25Les PCR viennent en quelque sorte compléter le maillage des points de contrôle aux frontières extérieures où s’effectue la vérification de titres en règle. Ils se rajoutent aux cinq points de passage contrôlés (PPC) définis par les arrêtés relatifs aux documents et visas exigés pour l'entrée des étrangers sur le territoire de la Guyane. A bien des égards, les PCR s’apparentent à des équivalents fonctionnels de la frontière qui regroupent les postes de contrôle situés à l’intérieur d’un territoire à l’image des aéroports internationaux, des ports intérieurs ou des gares ferroviaires (Vina, 2005). Toutefois, ils s’en distinguent car dans la définition des équivalents fonctionnels de la frontière, la notion de porte d’entrée est centrale. En effet, ces derniers sont souvent les premiers points de contact des personnes étrangères avec le territoire et ne supposent pas qu’un séjour plus ou moins prolongé y ait déjà été effectué. Dans le cas des PCR guyanais au décalage spatial s’ajoute un décalage temporel lié au passage dans des espaces transfrontaliers de transit. Ce faisant, dans leur forme, les PCR ne peuvent être totalement assimilés à des PPC ou des PPF.

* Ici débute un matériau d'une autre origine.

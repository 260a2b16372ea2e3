//! Font descriptors

/// Default font family for new workbooks
pub const DEFAULT_FONT_NAME: &str = "Calibri";

/// Default font size in points
pub const DEFAULT_FONT_SIZE: f64 = 11.0;

/// Emphasis flags accepted when registering a font
#[derive(Debug, Clone, Copy, PartialEq, Eq, Hash, Default)]
#[cfg_attr(feature = "serde", derive(serde::Serialize, serde::Deserialize))]
pub struct FontOptions {
    /// Bold
    pub bold: bool,
    /// Italic
    pub italic: bool,
    /// Single underline
    pub underline: bool,
    /// Double underline
    pub double_underline: bool,
}

impl FontOptions {
    /// No emphasis
    pub fn new() -> Self {
        Self::default()
    }

    /// Set bold
    pub fn bold(mut self, bold: bool) -> Self {
        self.bold = bold;
        self
    }

    /// Set italic
    pub fn italic(mut self, italic: bool) -> Self {
        self.italic = italic;
        self
    }

    /// Set single underline
    pub fn underline(mut self, underline: bool) -> Self {
        self.underline = underline;
        self
    }

    /// Set double underline
    pub fn double_underline(mut self, double_underline: bool) -> Self {
        self.double_underline = double_underline;
        self
    }
}

/// One entry of the workbook font table
///
/// Equality and hashing compare `size` by its bit pattern, with `-0.0` folded
/// into `0.0`, so every descriptor is equal to itself.
#[derive(Debug, Clone)]
#[cfg_attr(feature = "serde", derive(serde::Serialize, serde::Deserialize))]
pub struct FontDescriptor {
    /// Font family name (e.g., "Calibri", "Arial")
    pub name: String,
    /// Font size in points
    pub size: f64,
    /// Emphasis flags
    pub options: FontOptions,
}

impl Default for FontDescriptor {
    fn default() -> Self {
        Self::new(DEFAULT_FONT_NAME, DEFAULT_FONT_SIZE)
    }
}

impl FontDescriptor {
    /// Create a plain font
    ///
    /// A size that is not finite falls back to [`DEFAULT_FONT_SIZE`].
    pub fn new<S: Into<String>>(name: S, size: f64) -> Self {
        let size = if size.is_finite() { size } else { DEFAULT_FONT_SIZE };
        Self {
            name: name.into(),
            size: size + 0.0,
            options: FontOptions::default(),
        }
    }

    /// Set emphasis flags
    pub fn with_options(mut self, options: FontOptions) -> Self {
        self.options = options;
        self
    }

    /// Set bold
    pub fn with_bold(mut self, bold: bool) -> Self {
        self.options.bold = bold;
        self
    }

    /// Set italic
    pub fn with_italic(mut self, italic: bool) -> Self {
        self.options.italic = italic;
        self
    }

    fn size_bits(&self) -> u64 {
        if self.size == 0.0 {
            0.0f64.to_bits()
        } else {
            self.size.to_bits()
        }
    }
}

impl PartialEq for FontDescriptor {
    fn eq(&self, other: &Self) -> bool {
        self.name == other.name
            && self.size_bits() == other.size_bits()
            && self.options == other.options
    }
}

impl Eq for FontDescriptor {}

impl std::hash::Hash for FontDescriptor {
    fn hash<H: std::hash::Hasher>(&self, state: &mut H) {
        self.name.hash(state);
        self.size_bits().hash(state);
        self.options.hash(state);
    }
}

#[cfg(test)]
mod tests {
    use super::*;
    use std::collections::hash_map::DefaultHasher;
    use std::hash::{Hash, Hasher};

    fn hash_of(font: &FontDescriptor) -> u64 {
        let mut hasher = DefaultHasher::new();
        font.hash(&mut hasher);
        hasher.finish()
    }

    #[test]
    fn test_signed_zero_sizes_are_equal() {
        let mut negative = FontDescriptor::new("Arial", 0.0);
        negative.size = -0.0;
        let positive = FontDescriptor::new("Arial", 0.0);

        assert_eq!(negative, positive);
        assert_eq!(hash_of(&negative), hash_of(&positive));
        assert_eq!(FontDescriptor::new("Arial", -0.0).size.to_bits(), 0.0f64.to_bits());
    }

    #[test]
    fn test_nan_size_is_reflexive() {
        let mut font = FontDescriptor::new("Arial", 10.0);
        font.size = f64::NAN;
        assert_eq!(font, font.clone());
        assert_eq!(hash_of(&font), hash_of(&font.clone()));
    }

    #[test]
    fn test_non_finite_size_falls_back_to_default() {
        assert_eq!(FontDescriptor::new("Arial", f64::NAN).size, DEFAULT_FONT_SIZE);
        assert_eq!(FontDescriptor::new("Arial", f64::INFINITY).size, DEFAULT_FONT_SIZE);
    }
}
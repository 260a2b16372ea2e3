//! Border descriptors

use super::Color;

/// One entry of the workbook border table
#[derive(Debug, Clone, PartialEq, Eq, Hash, Default)]
#[cfg_attr(feature = "serde", derive(serde::Serialize, serde::Deserialize))]
pub struct BorderDescriptor {
    /// Left border
    pub left: Option<BorderEdge>,
    /// Right border
    pub right: Option<BorderEdge>,
    /// Top border
    pub top: Option<BorderEdge>,
    /// Bottom border
    pub bottom: Option<BorderEdge>,
    /// Diagonal border
    pub diagonal: Option<BorderEdge>,
}

impl BorderDescriptor {
    /// Create a border descriptor with no edges
    pub fn new() -> Self {
        Self::default()
    }

    /// Set all five edges (including the diagonal) to the same line
    pub fn all(style: BorderLineStyle, color: Color) -> Self {
        let edge = Some(BorderEdge::new(style, color));
        Self {
            left: edge,
            right: edge,
            top: edge,
            bottom: edge,
            diagonal: edge,
        }
    }

    /// Set the four outline edges, leaving the diagonal empty
    pub fn outline(style: BorderLineStyle, color: Color) -> Self {
        Self {
            diagonal: None,
            ..Self::all(style, color)
        }
    }

    /// Set the left border
    pub fn with_left(mut self, style: BorderLineStyle, color: Color) -> Self {
        self.left = Some(BorderEdge::new(style, color));
        self
    }

    /// Set the right border
    pub fn with_right(mut self, style: BorderLineStyle, color: Color) -> Self {
        self.right = Some(BorderEdge::new(style, color));
        self
    }

    /// Set the top border
    pub fn with_top(mut self, style: BorderLineStyle, color: Color) -> Self {
        self.top = Some(BorderEdge::new(style, color));
        self
    }

    /// Set the bottom border
    pub fn with_bottom(mut self, style: BorderLineStyle, color: Color) -> Self {
        self.bottom = Some(BorderEdge::new(style, color));
        self
    }

    /// Edges in document order, paired with their element names
    pub fn edges(&self) -> [(&'static str, Option<&BorderEdge>); 5] {
        [
            ("left", self.left.as_ref()),
            ("right", self.right.as_ref()),
            ("top", self.top.as_ref()),
            ("bottom", self.bottom.as_ref()),
            ("diagonal", self.diagonal.as_ref()),
        ]
    }

    /// Check if all borders are empty
    pub fn is_empty(&self) -> bool {
        self.edges().iter().all(|(_, edge)| edge.is_none())
    }
}

/// A single border edge
#[derive(Debug, Clone, Copy, PartialEq, Eq, Hash)]
#[cfg_attr(feature = "serde", derive(serde::Serialize, serde::Deserialize))]
pub struct BorderEdge {
    /// Line style
    pub style: BorderLineStyle,
    /// Line color
    pub color: Option<Color>,
}

impl BorderEdge {
    /// Create a new border edge
    pub fn new(style: BorderLineStyle, color: Color) -> Self {
        Self {
            style,
            color: Some(color),
        }
    }

    /// Create a thin edge in the system foreground color
    pub fn thin() -> Self {
        Self::new(BorderLineStyle::Thin, Color::SYSTEM_FOREGROUND)
    }
}

/// Border line styles
#[derive(Debug, Clone, Copy, PartialEq, Eq, Hash, Default)]
#[cfg_attr(feature = "serde", derive(serde::Serialize, serde::Deserialize))]
pub enum BorderLineStyle {
    /// No border
    #[default]
    None,
    /// Thin line
    Thin,
    /// Medium line
    Medium,
    /// Thick line
    Thick,
    /// Dashed line
    Dashed,
    /// Dotted line
    Dotted,
    /// Double line
    Double,
    /// Hair line (very thin)
    Hair,
    /// Medium dashed
    MediumDashed,
    /// Dash-dot
    DashDot,
    /// Medium dash-dot
    MediumDashDot,
    /// Dash-dot-dot
    DashDotDot,
    /// Medium dash-dot-dot
    MediumDashDotDot,
    /// Slant dash-dot
    SlantDashDot,
}

impl BorderLineStyle {
    /// Name used by the `style` attribute
    pub fn as_str(&self) -> &'static str {
        match self {
            BorderLineStyle::None => "none",
            BorderLineStyle::Thin => "thin",
            BorderLineStyle::Medium => "medium",
            BorderLineStyle::Thick => "thick",
            BorderLineStyle::Dashed => "dashed",
            BorderLineStyle::Dotted => "dotted",
            BorderLineStyle::Double => "double",
            BorderLineStyle::Hair => "hair",
            BorderLineStyle::MediumDashed => "mediumDashed",
            BorderLineStyle::DashDot => "dashDot",
            BorderLineStyle::MediumDashDot => "mediumDashDot",
            BorderLineStyle::DashDotDot => "dashDotDot",
            BorderLineStyle::MediumDashDotDot => "mediumDashDotDot",
            BorderLineStyle::SlantDashDot => "slantDashDot",
        }
    }
}
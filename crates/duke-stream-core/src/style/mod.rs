//! Cell styling types
//!
//! This module contains the descriptors that make up the workbook style
//! table and the registry that hands out their IDs:
//! - [`StyleDescriptor`] - One cell format (`<xf>` entry)
//! - [`FontDescriptor`] - Font settings
//! - [`FillDescriptor`] - Background fill
//! - [`BorderDescriptor`] - Cell borders
//! - [`StyleRegistry`] - Deduplicating owner of all of the above

mod alignment;
mod border;
mod color;
mod fill;
mod font;
mod number_format;
mod registry;

pub use alignment::{HorizontalAlignment, VerticalAlignment};
pub use border::{BorderDescriptor, BorderEdge, BorderLineStyle};
pub use color::Color;
pub use fill::{FillDescriptor, PatternType};
pub use font::{FontDescriptor, FontOptions, DEFAULT_FONT_NAME, DEFAULT_FONT_SIZE};
pub use number_format::{builtin, NumberFormatRegistry, FIRST_CUSTOM_NUMBER_FORMAT_ID};
pub use registry::Registry;

use crate::cell::ValueFormat;
use crate::error::{Error, Result};

/// Font ID of the built-in bold font
pub const FONT_BOLD: u32 = 1;
/// Font ID of the built-in italic font
pub const FONT_ITALIC: u32 = 2;
/// Font ID of the built-in bold italic font
pub const FONT_BOLD_ITALIC: u32 = 3;

/// Fill ID of the built-in light gray solid fill
pub const FILL_LIGHT_GRAY: u32 = 2;
/// Fill ID of the built-in light red solid fill
pub const FILL_LIGHT_RED: u32 = 3;

/// Border ID of the built-in thin border on every edge
pub const BORDER_THIN: u32 = 1;

/// Complete cell format, referencing the font/fill/border tables by ID
///
/// The value format takes part in equality: the same visual style used for
/// dates and for strings occupies two registry entries.
#[derive(Debug, Clone, Copy, PartialEq, Eq, Hash, Default)]
#[cfg_attr(feature = "serde", derive(serde::Serialize, serde::Deserialize))]
pub struct StyleDescriptor {
    /// Font table ID
    pub font_id: u32,
    /// Fill table ID
    pub fill_id: u32,
    /// Border table ID
    pub border_id: u32,
    /// Number format ID (built-in or custom)
    pub num_fmt_id: u32,
    /// Horizontal alignment, if any
    pub horizontal: Option<HorizontalAlignment>,
    /// Vertical alignment, if any
    pub vertical: Option<VerticalAlignment>,
    /// How values written with this style are encoded
    pub value_format: ValueFormat,
}

impl StyleDescriptor {
    /// Create a new default descriptor
    pub fn new() -> Self {
        Self::default()
    }

    /// Set the font ID
    pub fn font(mut self, font_id: u32) -> Self {
        self.font_id = font_id;
        self
    }

    /// Set the fill ID
    pub fn fill(mut self, fill_id: u32) -> Self {
        self.fill_id = fill_id;
        self
    }

    /// Set the border ID
    pub fn border(mut self, border_id: u32) -> Self {
        self.border_id = border_id;
        self
    }

    /// Set the number format ID
    pub fn num_fmt(mut self, num_fmt_id: u32) -> Self {
        self.num_fmt_id = num_fmt_id;
        self
    }

    /// Set horizontal alignment
    pub fn horizontal_alignment(mut self, align: HorizontalAlignment) -> Self {
        self.horizontal = Some(align);
        self
    }

    /// Set vertical alignment
    pub fn vertical_alignment(mut self, align: VerticalAlignment) -> Self {
        self.vertical = Some(align);
        self
    }

    /// Set the value format
    pub fn value_format(mut self, format: ValueFormat) -> Self {
        self.value_format = format;
        self
    }

    /// Whether an alignment is set
    pub fn has_alignment(&self) -> bool {
        self.horizontal.is_some() || self.vertical.is_some()
    }
}

/// Workbook-wide style table
///
/// Owns the font, fill, border and cell-format registries. A fresh registry
/// already contains four fonts (regular, bold, italic, bold italic), four
/// fills (none, gray125, light gray, light red), two borders (none, thin) and
/// the default cell format at ID 0.
#[derive(Debug)]
pub struct StyleRegistry {
    fonts: Registry<FontDescriptor>,
    fills: Registry<FillDescriptor>,
    borders: Registry<BorderDescriptor>,
    number_formats: NumberFormatRegistry,
    styles: Registry<StyleDescriptor>,
}

impl StyleRegistry {
    /// Create a registry holding the built-in entries
    pub fn new() -> Self {
        let plain = FontDescriptor::default();
        let fonts = Registry::with_entries([
            plain.clone(),
            plain.clone().with_bold(true),
            plain.clone().with_italic(true),
            plain.with_bold(true).with_italic(true),
        ]);

        let fills = Registry::with_entries([
            FillDescriptor::none(),
            FillDescriptor::pattern(PatternType::Gray125),
            FillDescriptor::solid(Color::rgb(0xF2, 0xF2, 0xF2)),
            FillDescriptor::solid(Color::rgb(0xFF, 0x8C, 0x8C)),
        ]);

        let borders = Registry::with_entries([
            BorderDescriptor::new(),
            BorderDescriptor::all(BorderLineStyle::Thin, Color::SYSTEM_FOREGROUND),
        ]);

        Self {
            fonts,
            fills,
            borders,
            number_formats: NumberFormatRegistry::new(),
            styles: Registry::with_entries([StyleDescriptor::default()]),
        }
    }

    /// Get or assign the cell-format ID of a descriptor
    pub fn resolve(&mut self, descriptor: &StyleDescriptor) -> u32 {
        self.styles.get_or_insert(*descriptor)
    }

    /// Get or assign a font ID
    pub fn resolve_font(&mut self, font: FontDescriptor) -> u32 {
        self.fonts.get_or_insert(font)
    }

    /// Get or assign a fill ID
    pub fn resolve_fill(&mut self, fill: FillDescriptor) -> u32 {
        self.fills.get_or_insert(fill)
    }

    /// Get or assign a border ID
    pub fn resolve_border(&mut self, border: BorderDescriptor) -> u32 {
        self.borders.get_or_insert(border)
    }

    /// Register a font by name, size and emphasis, returning its ID
    pub fn register_font<S: Into<String>>(
        &mut self,
        name: S,
        size: f64,
        options: FontOptions,
    ) -> u32 {
        self.resolve_font(FontDescriptor::new(name, size).with_options(options))
    }

    /// Register a custom number format code, returning its ID
    pub fn register_number_format(&mut self, code: &str) -> u32 {
        self.number_formats.resolve(code)
    }

    /// Check that every table ID a descriptor references exists
    pub fn check(&self, descriptor: &StyleDescriptor) -> Result<()> {
        if self.fonts.get(descriptor.font_id).is_none() {
            return Err(Error::InvalidFontId(descriptor.font_id));
        }
        if self.fills.get(descriptor.fill_id).is_none() {
            return Err(Error::InvalidFillId(descriptor.fill_id));
        }
        if self.borders.get(descriptor.border_id).is_none() {
            return Err(Error::InvalidBorderId(descriptor.border_id));
        }
        if !self.number_formats.contains(descriptor.num_fmt_id) {
            return Err(Error::InvalidNumberFormatId(descriptor.num_fmt_id));
        }
        Ok(())
    }

    /// Font table
    pub fn fonts(&self) -> &Registry<FontDescriptor> {
        &self.fonts
    }

    /// Fill table
    pub fn fills(&self) -> &Registry<FillDescriptor> {
        &self.fills
    }

    /// Border table
    pub fn borders(&self) -> &Registry<BorderDescriptor> {
        &self.borders
    }

    /// Custom number formats
    pub fn number_formats(&self) -> &NumberFormatRegistry {
        &self.number_formats
    }

    /// Cell formats, indexed by style ID
    pub fn styles(&self) -> &Registry<StyleDescriptor> {
        &self.styles
    }

    /// Number of cell formats
    pub fn len(&self) -> usize {
        self.styles.len()
    }

    /// Check if only the default cell format exists
    pub fn is_empty(&self) -> bool {
        self.styles.len() <= 1
    }
}

impl Default for StyleRegistry {
    fn default() -> Self {
        Self::new()
    }
}
//! # duke-stream-xlsx
//!
//! Streaming XLSX (Office Open XML) writer for duke-stream.
//!
//! Rows are encoded as they are written and land in per-sheet backing
//! storage; only the style and shared-string tables stay in memory until
//! the package is assembled.

pub mod encoder;
pub mod error;
pub mod options;
pub mod shared_strings;
pub mod sheet;
pub mod sink;
pub mod storage;
pub mod styles;
pub mod writer;

mod package;
mod xml;

pub use encoder::CellEncoder;
pub use error::{XlsxError, XlsxResult};
pub use options::{SheetOptions, WriterOptions, DEFAULT_COL_WIDTH};
pub use sheet::SheetStream;
pub use sink::{BufferedSink, FLUSH_THRESHOLD};
pub use storage::Backing;
pub use writer::{RowKind, XlsxStreamWriter};
//! Insertion-ordered deduplicating registries

use std::hash::Hash;

use ahash::AHashMap;

/// Registry that deduplicates entries into dense, append-only IDs
///
/// Structurally equal entries always map to the same ID. IDs start at 0,
/// follow first-seen order and are never reused or renumbered.
#[derive(Debug, Clone)]
pub struct Registry<T> {
    /// All unique entries, indexed by ID
    entries: Vec<T>,
    /// Fast lookup for deduplication
    index_map: AHashMap<T, u32>,
}

impl<T: Clone + Eq + Hash> Registry<T> {
    /// Create an empty registry
    pub fn new() -> Self {
        Self {
            entries: Vec::new(),
            index_map: AHashMap::new(),
        }
    }

    /// Create a registry pre-seeded with `entries`, deduplicated in order
    pub fn with_entries<I: IntoIterator<Item = T>>(entries: I) -> Self {
        let mut registry = Self::new();
        for entry in entries {
            registry.get_or_insert(entry);
        }
        registry
    }

    /// Get or create an entry, returning its ID
    ///
    /// If a structurally equal entry already exists, returns its ID.
    /// Otherwise, appends the entry and returns the new ID.
    pub fn get_or_insert(&mut self, entry: T) -> u32 {
        if let Some(&id) = self.index_map.get(&entry) {
            return id;
        }

        let id = self.entries.len() as u32;
        self.index_map.insert(entry.clone(), id);
        self.entries.push(entry);
        id
    }

    /// Look up the ID of an entry without inserting it
    pub fn id_of(&self, entry: &T) -> Option<u32> {
        self.index_map.get(entry).copied()
    }

    /// Get an entry by ID
    pub fn get(&self, id: u32) -> Option<&T> {
        self.entries.get(id as usize)
    }

    /// Number of entries
    pub fn len(&self) -> usize {
        self.entries.len()
    }

    /// Check if the registry is empty
    pub fn is_empty(&self) -> bool {
        self.entries.is_empty()
    }

    /// Iterate over all entries with their IDs
    pub fn iter(&self) -> impl Iterator<Item = (u32, &T)> {
        self.entries.iter().enumerate().map(|(i, e)| (i as u32, e))
    }
}

impl<T: Clone + Eq + Hash> Default for Registry<T> {
    fn default() -> Self {
        Self::new()
    }
}
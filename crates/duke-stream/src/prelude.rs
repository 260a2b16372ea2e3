//! Prelude module - common imports for duke-stream users
//!
//! ```rust
//! use duke_stream::prelude::*;
//! ```

pub use crate::style::{
    builtin, BORDER_THIN, FILL_LIGHT_GRAY, FILL_LIGHT_RED, FONT_BOLD, FONT_BOLD_ITALIC,
    FONT_ITALIC,
};

pub use crate::{
    // Style types
    BorderDescriptor,
    BorderLineStyle,
    // Cell types
    CellInput,
    Color,
    FillDescriptor,
    FontOptions,
    HorizontalAlignment,
    // Writer
    RowKind,
    SheetOptions,
    StyleDescriptor,
    ValueFormat,
    VerticalAlignment,
    WriterOptions,
    // Error types
    XlsxError,
    XlsxResult,
    XlsxStreamWriter,
};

26En réalité, ils s’apparentent davantage aux points de passage autorisés (PPA) qui ont été mis en place en France depuis 2015. Ce dispositif particulier du code frontières Schengen a permis à la France suite notamment aux attentats de novembre 2015 (Charlie Hebdo) de renforcer les contrôles aux frontières sur des points de passage autorisés. Près de 285 PPA ont été activés depuis le 13 novembre 2015 le plus souvent sous la forme de dispositifs mobiles. Certains ont pris la forme de dispositifs fixes sur des axes routiers. C’est le cas du PPA routier au carrefour de Saint-Gervais à Sospel, dans la vallée de la Roya qui fonctionne 24/24 h tous les jours de la semaine. L’apparente similitude entre ce PPA et les PCR guyanais tient également au fait qu’il est géré par des escadrons de gendarmes mobiles alors que le contrôle aux PPF est du ressort de la Police aux frontières (DCPAF) et de la Douane (DGDDI).
27Il faut néanmoins remarquer que rares sont, dans l’Hexagone, des PPA situés à près d’une centaine de kilomètres de la frontière. Bien qu’en retrait, leur éloignement de la ligne de démarcation des pays voisins est souvent inférieur à une dizaine de kilomètres.
28Si par bien des aspects, les PCR guyanais s’assimilent aux PPA qui ont été activés en France à partir de 2015, ils présentent également de nombreuses similitudes avec les postes de contrôle mis en place par le Surinam sur l’unique liaison routière qui met en relation la capitale surinamaise et les entités urbaines frontalières de Nieuw Nickerie d’un côté (Ouest) et d’Albina de l’autre (Est). On retrouve en effet dans la partie orientale du Surinam, quasiment à mi-chemin entre Albina et Paramaribo, un poste de contrôle au lieu-dit Stolkertsijver. Consécutif à la construction d’un pont en 1980 sur la rivière Commewijne, il est distant de près d’une centaine de kilomètres du fleuve Maroni. A l’opposé, sur la route de l’Ouest surinamais, a été implanté un second poste à Burnside, une modeste bourgade de la province de Coronie. Il fait suite à la mise en place en 1998 d’une liaison par bac entre Moleson Creek au Guyana et South Drain au Surinam qui constitue le seul passage légal entre les deux pays. Distant de plus d’une centaine de kilomètres de cet unique point de passage réglementé sur le fleuve Corentyne, le poste de contrôle de Burnside comme celui de Stolkertsijver semblent encadrer le cœur administratif, économique et politique du Surinam.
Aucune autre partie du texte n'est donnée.